In diesem Sinne und mit dieser
Anregung möchte ich meine Ausführungen schließen und Ihnen nochmals
zurufen: Ich kenne zur Genüge die Drangsale, in denen sich heute
die gesamte Wirtschaft befindet und weiß, in welch geringem Maße
man auf der anderen Seite den sozialen Verpflichtungen nachkommen
kann. Ich sehe aber auch aus dem Ganzen, welcher Versklavung Europa
an Amerika entgegengeht. Und ich stelle heute am Schluß meiner
Ausführungen den Gedanken zur Diskussion, ob es nicht besser wäre,
daß sämtliche Staaten Europas sich einigen würden, um den entsprechenden
Nachlaß von Amerika zu erwirken. Amerika hat ja versprochen, einen
Nachlaß zu geben, der Nachlaß ist aber ungewiß. Der Nachlaß braucht
die Bereinigung dieses Problems, der Nachlaß braucht aber auch
die Abrüstung Europas. Und davon sind wir noch weit entfernt,
und selbst wenn das erfüllt ist, sind die Amerikaner noch immer
nicht durch irgend jemanden zu verpflichten, den Nachlaß zu geben.

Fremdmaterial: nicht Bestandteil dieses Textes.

// src/handlers.rs
//
// Todas as telas seguem o mesmo formato (Index, Details, Create, Edit, Delete);
// aqui ficam as mensagens por entidade e as respostas de falha compartilhadas.

use axum::{
    http::StatusCode,
    response::{IntoResponse, Response},
};
use axum_extra::extract::cookie::CookieJar;
use chrono::{Local, NaiveDate};
use serde::Serialize;

use crate::common::{
    error::AppError,
    view::{redirect_with_flash, take_flash, Flash, Page, FIX_ERRORS_MESSAGE},
};

pub mod attendances;
pub mod compliances;
pub mod employees;
pub mod home;
pub mod leaves;
pub mod payrolls;
pub mod performances;
pub mod trainings;
pub mod users;

// ---
// Mensagens por entidade
// ---

pub(crate) struct Messages {
    pub list_path: &'static str,
    pub id_not_provided: &'static str,
    pub not_found: &'static str,
    pub id_mismatch: &'static str,
    pub load_list_error: &'static str,
    pub load_create_error: &'static str,
    pub load_details_error: &'static str,
    pub load_edit_error: &'static str,
    pub load_delete_error: &'static str,
    pub create_error: &'static str,
    pub update_error: &'static str,
    pub delete_error: &'static str,
}

pub(crate) fn today() -> NaiveDate {
    Local::now().date_naive()
}

/// Renderiza uma tela consumindo a mensagem flash pendente.
pub(crate) fn render<T: Serialize>(jar: CookieJar, page: Page<T>) -> Response {
    let (jar, flash) = take_flash(jar);
    let page = if page.flash.is_none() { page.with_flash(flash) } else { page };
    (jar, page).into_response()
}

pub(crate) fn redirect_missing_id(jar: CookieJar, messages: &Messages) -> Response {
    redirect_with_flash(jar, messages.list_path, Flash::error(messages.id_not_provided))
}

/// Volta para a listagem: registro inexistente vira "não encontrado", o resto é logado.
pub(crate) fn redirect_on_failure(
    jar: CookieJar,
    messages: &Messages,
    err: AppError,
    generic: &str,
) -> Response {
    let message = match err {
        AppError::NotFound => messages.not_found,
        e => {
            tracing::error!("🔥 {} ({})", generic, e);
            generic
        }
    };
    redirect_with_flash(jar, messages.list_path, Flash::error(message))
}

/// Falha numa escrita: erros corrigíveis voltam para o formulário (422);
/// erros inesperados são logados e o formulário volta com a mensagem genérica.
/// Um flash pendente é descartado, já que a própria tela traz a mensagem.
pub(crate) fn render_write_failure<T: Serialize>(
    jar: CookieJar,
    page: Page<T>,
    err: AppError,
    generic: &str,
) -> Response {
    let (jar, _) = take_flash(jar);

    if err.is_user_fixable() {
        let errors = err.field_messages();
        tracing::warn!("⚠️ Formulário inválido em {}: {:?}", page.view, errors);
        let page = page
            .with_errors(errors)
            .with_flash(Some(Flash::error(FIX_ERRORS_MESSAGE)));
        return (jar, page).into_response();
    }

    tracing::error!("🔥 {} ({})", generic, err);
    (
        StatusCode::INTERNAL_SERVER_ERROR,
        jar,
        page.with_flash(Some(Flash::error(generic))),
    )
        .into_response()
}

/// Opções do dropdown numa re-renderização; se a consulta falhar, a tela segue sem elas.
pub(crate) fn choices_or_empty<T>(choices: Result<Vec<T>, AppError>) -> Vec<T> {
    choices.unwrap_or_else(|e| {
        tracing::error!("🔥 Falha ao carregar funcionários para o formulário: {}", e);
        Vec::new()
    })
}
// src/models/employee.rs

use chrono::NaiveDate;
use rust_decimal::Decimal;
use serde::{Deserialize, Serialize};
use sqlx::{sqlite::SqliteRow, FromRow, Row};
use validator::{Validate, ValidationError, ValidationErrors};

use crate::common::{
    db_utils::decimal_column,
    error::AppError,
    form::{empty_string_as_none, empty_text_as_none, required, validate_not_negative},
};

// --- ENTIDADE ---

#[derive(Debug, Clone, Serialize, Deserialize, PartialEq)]
#[serde(rename_all = "camelCase")]
pub struct Employee {
    pub id: i64,
    pub first_name: String,
    pub last_name: String,
    pub email: String,
    pub phone: Option<String>,
    pub department: Option<String>,
    pub position: Option<String>,
    pub hire_date: NaiveDate,
    pub salary: Decimal,
}

impl Employee {
    pub fn full_name(&self) -> String {
        format!("{} {}", self.first_name, self.last_name)
    }
}

// Manual por causa do salário guardado como TEXT.
impl<'r> FromRow<'r, SqliteRow> for Employee {
    fn from_row(row: &'r SqliteRow) -> Result<Self, sqlx::Error> {
        Ok(Self {
            id: row.try_get("id")?,
            first_name: row.try_get("first_name")?,
            last_name: row.try_get("last_name")?,
            email: row.try_get("email")?,
            phone: row.try_get("phone")?,
            department: row.try_get("department")?,
            position: row.try_get("position")?,
            hire_date: row.try_get("hire_date")?,
            salary: decimal_column(row, "salary")?,
        })
    }
}

/// Dados já validados, prontos para INSERT/UPDATE.
#[derive(Debug, Clone)]
pub struct NewEmployee {
    pub first_name: String,
    pub last_name: String,
    pub email: String,
    pub phone: Option<String>,
    pub department: Option<String>,
    pub position: Option<String>,
    pub hire_date: NaiveDate,
    pub salary: Decimal,
}

// --- FORMULÁRIO ---

fn validate_phone(phone: &str) -> Result<(), ValidationError> {
    let allowed = phone
        .chars()
        .all(|c| c.is_ascii_digit() || matches!(c, ' ' | '+' | '-' | '(' | ')' | '.'));
    let digits = phone.chars().filter(char::is_ascii_digit).count();
    if !allowed || digits < 7 {
        let mut err = ValidationError::new("phone");
        err.message = Some("Invalid phone number".into());
        return Err(err);
    }
    Ok(())
}

#[derive(Debug, Clone, Default, Serialize, Deserialize, Validate)]
#[serde(rename_all(serialize = "camelCase"))]
pub struct EmployeeForm {
    #[serde(default, deserialize_with = "empty_string_as_none")]
    pub id: Option<i64>,

    #[validate(
        required(message = "First name is required"),
        length(max = 100, message = "First name cannot be longer than 100 characters")
    )]
    #[serde(default, deserialize_with = "empty_string_as_none")]
    pub first_name: Option<String>,

    #[validate(
        required(message = "Last name is required"),
        length(max = 100, message = "Last name cannot be longer than 100 characters")
    )]
    #[serde(default, deserialize_with = "empty_string_as_none")]
    pub last_name: Option<String>,

    #[validate(required(message = "Email is required"), email(message = "Invalid email address"))]
    #[serde(default, deserialize_with = "empty_string_as_none")]
    pub email: Option<String>,

    #[validate(custom(function = "validate_phone"))]
    #[serde(default, deserialize_with = "empty_string_as_none")]
    pub phone: Option<String>,

    #[validate(length(max = 100, message = "Department cannot be longer than 100 characters"))]
    #[serde(default, deserialize_with = "empty_text_as_none")]
    pub department: Option<String>,

    #[validate(length(max = 100, message = "Position cannot be longer than 100 characters"))]
    #[serde(default, deserialize_with = "empty_text_as_none")]
    pub position: Option<String>,

    #[validate(required(message = "Hire date is required"))]
    #[serde(default, deserialize_with = "empty_string_as_none")]
    pub hire_date: Option<NaiveDate>,

    #[validate(
        required(message = "Salary is required"),
        custom(function = "validate_not_negative")
    )]
    #[serde(default, deserialize_with = "empty_string_as_none")]
    pub salary: Option<Decimal>,
}

impl EmployeeForm {
    pub fn with_defaults(today: NaiveDate) -> Self {
        Self { hire_date: Some(today), ..Default::default() }
    }

    pub fn check(&self) -> ValidationErrors {
        self.validate().err().unwrap_or_else(ValidationErrors::new)
    }

    pub fn into_new(self) -> Result<NewEmployee, AppError> {
        Ok(NewEmployee {
            first_name: required(self.first_name, "first_name")?,
            last_name: required(self.last_name, "last_name")?,
            email: required(self.email, "email")?,
            phone: self.phone,
            department: self.department,
            position: self.position,
            hire_date: required(self.hire_date, "hire_date")?,
            salary: required(self.salary, "salary")?,
        })
    }
}

impl From<&Employee> for EmployeeForm {
    fn from(e: &Employee) -> Self {
        Self {
            id: Some(e.id),
            first_name: Some(e.first_name.clone()),
            last_name: Some(e.last_name.clone()),
            email: Some(e.email.clone()),
            phone: e.phone.clone(),
            department: e.department.clone(),
            position: e.position.clone(),
            hire_date: Some(e.hire_date),
            salary: Some(e.salary),
        }
    }
}
pub mod attendance;
pub mod compliance;
pub mod dashboard;
pub mod employee;
pub mod leave;
pub mod payroll;
pub mod performance;
pub mod training;
pub mod user;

Meine Herren! Es wird mir vielleicht auch der Herr Koll. Dr. Hodáè
recht geben, wenn Sie heute die Sache bei Licht betrachten, so
wird sich erst in der nächsten und weiteren Zukunft die ganze
Auswirkung dieser Lasten Europas an Amerika zeigen. Deswegen möchte
ich meine Ausführungen damit schließen: Seien wir auf der Hut,
treffen wir alle Vorsorge, bevor es zu spät ist! (Potlesk.)